_Action item_
Word for word, restate every entry shown below.

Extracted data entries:
=-=-=-=-=
// crates/playback-decision-core/src/core/mod.rs
// ============================================================================
// Module: Playback Decision Core Types
// Description: Request model, decision body, reasons, problems, and hashing.
// Purpose: Provide stable, serializable types shared by every engine stage.
// Dependencies: serde, serde_jcs, sha2, thiserror
// ============================================================================

//! ## Overview
//! These types are the canonical source of truth for the decision wire
//! contract. Runtime stages consume and produce them without side effects.

// ============================================================================
// SECTION: Submodules
// ============================================================================

pub mod decision;
pub mod hashing;
pub mod input;
pub mod problem;
pub mod reason;

// ============================================================================
// SECTION: Re-Exports
// ============================================================================

pub use decision::DIRECT_PLAY_CONTAINERS;
pub use decision::Decision;
pub use decision::Mode;
pub use decision::Output;
pub use decision::OutputKind;
pub use decision::Protocol;
pub use decision::RuleHit;
pub use decision::SENTINEL_NONE;
pub use decision::SelectedFormats;
pub use decision::Trace;
pub use hashing::DEFAULT_HASH_ALGORITHM;
pub use hashing::HashAlgorithm;
pub use hashing::HashDigest;
pub use hashing::HashError;
pub use input::Capabilities;
pub use input::DecisionInput;
pub use input::MaxVideoDimensions;
pub use input::Policy;
pub use input::Source;
pub use problem::Problem;
pub use problem::ProblemCode;
pub use reason::REASON_VOCABULARY_VERSION;
pub use reason::ReasonCode;
pub use reason::ReasonTier;
pub use reason::canonical_reasons;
=-=-=-=-=
_Result of the exercise_
// crates/playback-decision-core/src/core/mod.rs
// ============================================================================
// Module: Playback Decision Core Types
// Description: Request model, decision body, reasons, problems, and hashing.
// Purpose: Provide stable, serializable types shared by every engine stage.
// Dependencies: serde, serde_jcs, sha2, thiserror
// ============================================================================

//! ## Overview
//! These types are the canonical source of truth for the decision wire
//! contract. Runtime stages consume and produce them without side effects.

// ============================================================================
// SECTION: Submodules
// ============================================================================

pub mod decision;
pub mod hashing;
pub mod input;
pub mod problem;
pub mod reason;

// ============================================================================
// SECTION: Re-Exports
// ============================================================================

pub use decision::DIRECT_PLAY_CONTAINERS;
pub use decision::Decision;
pub use decision::Mode;
pub use decision::Output;
pub use decision::OutputKind;
pub use decision::Protocol;
pub use decision::RuleHit;
pub use decision::SENTINEL_NONE;
pub use decision::SelectedFormats;
pub use decision::Trace;
pub use hashing::DEFAULT_HASH_ALGORITHM;
pub use hashing::HashAlgorithm;
pub use hashing::HashDigest;
pub use hashing::HashError;
pub use input::Capabilities;
pub use input::DecisionInput;
pub use input::MaxVideoDimensions;
pub use input::Policy;
pub use input::Source;
pub use problem::Problem;
pub use problem::ProblemCode;
pub use reason::REASON_VOCABULARY_VERSION;
pub use reason::ReasonCode;
pub use reason::ReasonTier;
pub use reason::canonical_reasons;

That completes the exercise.